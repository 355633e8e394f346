use std::{
    io::{self, Write},
    path::PathBuf,
    process::ExitCode,
};

use anyhow::{Context, Result};
use clap::Parser;
use depwalk::{
    CachePolicy, CompileOptions, Compiler, Config, ImportScanner, OsFileSystem, SourceUnit,
    TransformCache,
};
use log::{LevelFilter, debug, info};

/// Follow the module references of entry files and list every file reached
#[derive(Parser, Debug)]
#[command(name = "depwalk", version, about, long_about = None)]
struct Cli {
    /// Entry source files
    #[arg(required = true)]
    entries: Vec<PathBuf>,

    /// Configuration file (defaults to ./depwalk.toml, then the user config)
    #[arg(short, long)]
    config: Option<PathBuf>,

    /// Cache transformer output, optionally under a namespace (an empty
    /// namespace disables caching)
    #[arg(long, value_name = "NAMESPACE")]
    cache: Option<Option<String>>,

    /// Skip files that are already cached instead of revalidating them
    #[arg(long)]
    skip_cached: bool,

    /// Run the compilation this many times against one cache
    #[arg(long, default_value_t = 1)]
    passes: usize,

    /// Increase log verbosity (-v, -vv, -vvv)
    #[arg(short, long, action = clap::ArgAction::Count)]
    verbose: u8,
}

fn main() -> ExitCode {
    let cli = Cli::parse();
    init_logging(cli.verbose);

    match run(&cli) {
        Ok(true) => ExitCode::SUCCESS,
        Ok(false) => ExitCode::from(2),
        Err(err) => {
            log::error!("{err:#}");
            ExitCode::FAILURE
        }
    }
}

fn init_logging(verbose: u8) {
    let level = match verbose {
        0 => LevelFilter::Warn,
        1 => LevelFilter::Info,
        2 => LevelFilter::Debug,
        _ => LevelFilter::Trace,
    };
    env_logger::Builder::from_default_env()
        .filter_level(level)
        .format_timestamp(None)
        .init();
}

fn load_config(cli: &Cli) -> Result<Config> {
    if let Some(path) = &cli.config {
        return Config::load(path);
    }
    let cwd = std::env::current_dir().context("Failed to get current directory")?;
    Ok(Config::discover(&cwd)?
        .map(|(_, config)| config)
        .unwrap_or_default())
}

/// `--cache` alone selects the shared partition, `--cache NAME` reads like
/// `cache = "NAME"` in the config file
fn cache_policy(namespace: Option<&str>) -> CachePolicy {
    namespace.map_or(CachePolicy::Shared, CachePolicy::from)
}

/// Returns whether every referenced file was found
fn run(cli: &Cli) -> Result<bool> {
    let mut config = load_config(cli)?;
    if let Some(namespace) = &cli.cache {
        config.cache = cache_policy(namespace.as_deref());
    }
    config.skip_cached_files |= cli.skip_cached;
    debug!("Effective configuration: {config:?}");

    let entries = cli
        .entries
        .iter()
        .map(|entry| {
            std::path::absolute(entry)
                .map(SourceUnit::new)
                .with_context(|| format!("Invalid entry path {}", entry.display()))
        })
        .collect::<Result<Vec<_>>>()?;

    let options = CompileOptions::from(config);
    let scanner = ImportScanner::new();
    let compiler = Compiler::new(&scanner, &OsFileSystem, &options);
    let mut cache = TransformCache::new();

    let mut last = None;
    for pass in 1..=cli.passes.max(1) {
        let compilation = compiler.compile(entries.clone(), &mut cache)?;
        info!("Pass {pass}: {} file(s)", compilation.len());
        last = Some(compilation);
    }
    let Some(compilation) = last else {
        return Ok(true);
    };

    let mut stdout = io::stdout().lock();
    for module in &compilation {
        writeln!(stdout, "{}", module.path.display())?;
    }
    Ok(compilation.missing.is_empty())
}
//! Dependency discovery by intercepting the transformer's module resolution.
//!
//! Every reference the transformer resolves goes through [`intercept`], which
//! wraps the caller's own `resolve_module_source` function (or the identity
//! when there is none). The wrapper hands the transformer exactly what the
//! caller's function would have, and on the side resolves the reference to a
//! canonical path and queues it. Discovery therefore sees references the way
//! the transformer consumes them, rewrites included.

use std::path::{Path, PathBuf};

use indexmap::IndexSet;
use log::trace;

use crate::{resolver::ModulePathResolver, worklist::Worklist};

/// Caller-supplied rewrite applied to each module reference
pub type ResolveModuleSource = dyn Fn(&str, &Path) -> String;

/// A module reference as the transformer asked for it and as it was rewritten
#[derive(Debug, Clone, PartialEq, Eq, Hash)]
pub struct ModuleReference {
    pub original: String,
    pub rewritten: String,
}

impl ModuleReference {
    /// The string the graph follows
    fn lookup(&self, fetch_from_original: bool) -> &str {
        if fetch_from_original {
            &self.original
        } else {
            &self.rewritten
        }
    }
}

/// State threaded through one transformer invocation
pub struct DependencyContext<'a> {
    worklist: &'a mut Worklist,
    resolver: &'a dyn ModulePathResolver,
    fetch_from_original: bool,
    /// Canonical paths seen in the current file, first occurrence first
    dependencies: IndexSet<PathBuf>,
    references: IndexSet<ModuleReference>,
}

impl std::fmt::Debug for DependencyContext<'_> {
    fn fmt(&self, f: &mut std::fmt::Formatter<'_>) -> std::fmt::Result {
        f.debug_struct("DependencyContext")
            .field("fetch_from_original", &self.fetch_from_original)
            .field("dependencies", &self.dependencies)
            .field("references", &self.references)
            .finish_non_exhaustive()
    }
}

impl<'a> DependencyContext<'a> {
    /// `fetch_from_original` selects whether the graph follows the reference
    /// as written in the source (`true`) or as rewritten by the caller's
    /// `resolve_module_source` (`false`)
    pub fn new(
        worklist: &'a mut Worklist,
        resolver: &'a dyn ModulePathResolver,
        fetch_from_original: bool,
    ) -> Self {
        Self {
            worklist,
            resolver,
            fetch_from_original,
            dependencies: IndexSet::new(),
            references: IndexSet::new(),
        }
    }

    /// Resolve `reference` from `referencing_path` and queue the resulting
    /// path if it is new
    fn register(&mut self, reference: ModuleReference, referencing_path: &Path) {
        let lookup = reference.lookup(self.fetch_from_original);
        let path = self.resolver.resolve(lookup, referencing_path);
        trace!(
            "{} references '{lookup}' -> {}",
            referencing_path.display(),
            path.display()
        );
        if self.dependencies.insert(path.clone()) {
            self.worklist.enqueue(path);
        }
        self.references.insert(reference);
    }

    /// Queue the dependencies of `referencing_path` from references recorded
    /// by an earlier transformation of it, resolved with the current options
    pub fn replay(&mut self, references: &[ModuleReference], referencing_path: &Path) {
        for reference in references {
            self.register(reference.clone(), referencing_path);
        }
    }

    /// Dependencies seen so far, in first-seen order
    pub fn into_dependencies(self) -> Vec<PathBuf> {
        self.dependencies.into_iter().collect()
    }

    /// References seen so far, deduplicated, in first-seen order
    pub fn into_references(self) -> Vec<ModuleReference> {
        self.references.into_iter().collect()
    }
}

/// Wrap `original` so that every call also registers the referenced file.
///
/// The returned function has the signature the transformer expects and
/// returns whatever `original` returns (the reference unchanged if there is
/// no `original`).
pub fn intercept<'c, 'a: 'c>(
    original: Option<&'c ResolveModuleSource>,
    context: &'c mut DependencyContext<'a>,
) -> impl FnMut(&str, &Path) -> String + 'c {
    move |reference: &str, referencing_path: &Path| {
        let rewritten = match original {
            Some(resolve) => resolve(reference, referencing_path),
            None => reference.to_owned(),
        };

        context.register(
            ModuleReference {
                original: reference.to_owned(),
                rewritten: rewritten.clone(),
            },
            referencing_path,
        );

        rewritten
    }
}
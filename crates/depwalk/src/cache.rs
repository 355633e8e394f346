//! Transformer output cache
//!
//! A [`TransformCache`] remembers, per canonical path, the content that was fed
//! to the transformer, the result it produced and the module references the
//! hook saw while it ran. The cache is an ordinary value owned by the caller: keep one
//! alive across compile passes to reuse work, drop or [`clear`] it to start
//! over. Entries are partitioned by [`CacheNamespace`] and never shared across
//! partitions.
//!
//! [`clear`]: TransformCache::clear

use std::{
    fmt,
    path::{Path, PathBuf},
    sync::Arc,
};

use log::debug;
use rustc_hash::FxHashMap;
use serde::{Deserialize, Deserializer};

use crate::hook::ModuleReference;

/// Cache partition key
#[derive(Debug, Clone, Default, PartialEq, Eq, Hash)]
pub enum CacheNamespace {
    /// Partition used by `cache = true`
    #[default]
    Shared,
    /// Partition chosen by the caller
    Named(String),
}

impl fmt::Display for CacheNamespace {
    fn fmt(&self, f: &mut fmt::Formatter<'_>) -> fmt::Result {
        match self {
            Self::Shared => write!(f, "<shared>"),
            Self::Named(name) => write!(f, "{name}"),
        }
    }
}

/// Whether and where a compile pass caches transformer output
#[derive(Debug, Clone, Default, PartialEq, Eq)]
pub enum CachePolicy {
    /// Every pass re-transforms every file
    #[default]
    Disabled,
    /// Cache in the shared partition
    Shared,
    /// Cache in a named partition
    Namespace(String),
}

impl CachePolicy {
    /// The partition this policy reads and writes, if caching is on
    pub fn namespace(&self) -> Option<CacheNamespace> {
        match self {
            Self::Disabled => None,
            Self::Shared => Some(CacheNamespace::Shared),
            Self::Namespace(name) => Some(CacheNamespace::Named(name.clone())),
        }
    }

    pub fn is_enabled(&self) -> bool {
        !matches!(self, Self::Disabled)
    }
}

impl From<bool> for CachePolicy {
    fn from(enabled: bool) -> Self {
        if enabled { Self::Shared } else { Self::Disabled }
    }
}

impl From<&str> for CachePolicy {
    /// An empty name disables caching
    fn from(name: &str) -> Self {
        if name.is_empty() {
            Self::Disabled
        } else {
            Self::Namespace(name.to_owned())
        }
    }
}

impl From<String> for CachePolicy {
    fn from(name: String) -> Self {
        if name.is_empty() {
            Self::Disabled
        } else {
            Self::Namespace(name)
        }
    }
}

impl<'de> Deserialize<'de> for CachePolicy {
    fn deserialize<D>(deserializer: D) -> Result<Self, D::Error>
    where
        D: Deserializer<'de>,
    {
        #[derive(Deserialize)]
        #[serde(untagged)]
        enum Raw {
            Flag(bool),
            Namespace(String),
        }

        Ok(match Raw::deserialize(deserializer)? {
            Raw::Flag(enabled) => enabled.into(),
            Raw::Namespace(name) => name.into(),
        })
    }
}

/// One cached transformation
#[derive(Debug)]
pub struct CacheEntry<T> {
    /// Exact content the result was produced from
    pub content: String,
    pub result: Arc<T>,
    /// References the transformer resolved, in first-seen order. Replayed
    /// through the resolver on a hit so the graph follows current options.
    pub references: Vec<ModuleReference>,
}

impl<T> CacheEntry<T> {
    /// Whether `content` is byte-for-byte what this entry was built from
    pub fn matches(&self, content: &str) -> bool {
        self.content == content
    }
}

type Partition<T> = FxHashMap<PathBuf, CacheEntry<T>>;

/// Namespaced store of transformer results keyed by canonical path
#[derive(Debug)]
pub struct TransformCache<T> {
    partitions: FxHashMap<CacheNamespace, Partition<T>>,
}

impl<T> Default for TransformCache<T> {
    fn default() -> Self {
        Self::new()
    }
}

impl<T> TransformCache<T> {
    pub fn new() -> Self {
        Self {
            partitions: FxHashMap::default(),
        }
    }

    pub fn get(&self, path: &Path, namespace: &CacheNamespace) -> Option<&CacheEntry<T>> {
        self.partitions.get(namespace)?.get(path)
    }

    pub fn contains(&self, path: &Path, namespace: &CacheNamespace) -> bool {
        self.get(path, namespace).is_some()
    }

    /// Store a transformation, replacing whatever was cached for `path` in
    /// `namespace`. Returns the replaced entry.
    pub fn put(
        &mut self,
        path: PathBuf,
        namespace: &CacheNamespace,
        content: String,
        result: Arc<T>,
        references: Vec<ModuleReference>,
    ) -> Option<CacheEntry<T>> {
        self.partitions
            .entry(namespace.clone())
            .or_default()
            .insert(
                path,
                CacheEntry {
                    content,
                    result,
                    references,
                },
            )
    }

    /// Drop every entry in every partition
    pub fn clear(&mut self) {
        debug!("Clearing transform cache ({} entries)", self.len());
        self.partitions.clear();
    }

    /// Drop the entries of a single partition
    pub fn clear_namespace(&mut self, namespace: &CacheNamespace) {
        self.partitions.remove(namespace);
    }

    /// Total number of entries across all partitions
    pub fn len(&self) -> usize {
        self.partitions.values().map(FxHashMap::len).sum()
    }

    pub fn is_empty(&self) -> bool {
        self.len() == 0
    }
}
- - -
* **Exercise instructions**
How many lines in the data above contain the word "order"? Reply with only that figure.

* **Completed exercise**
3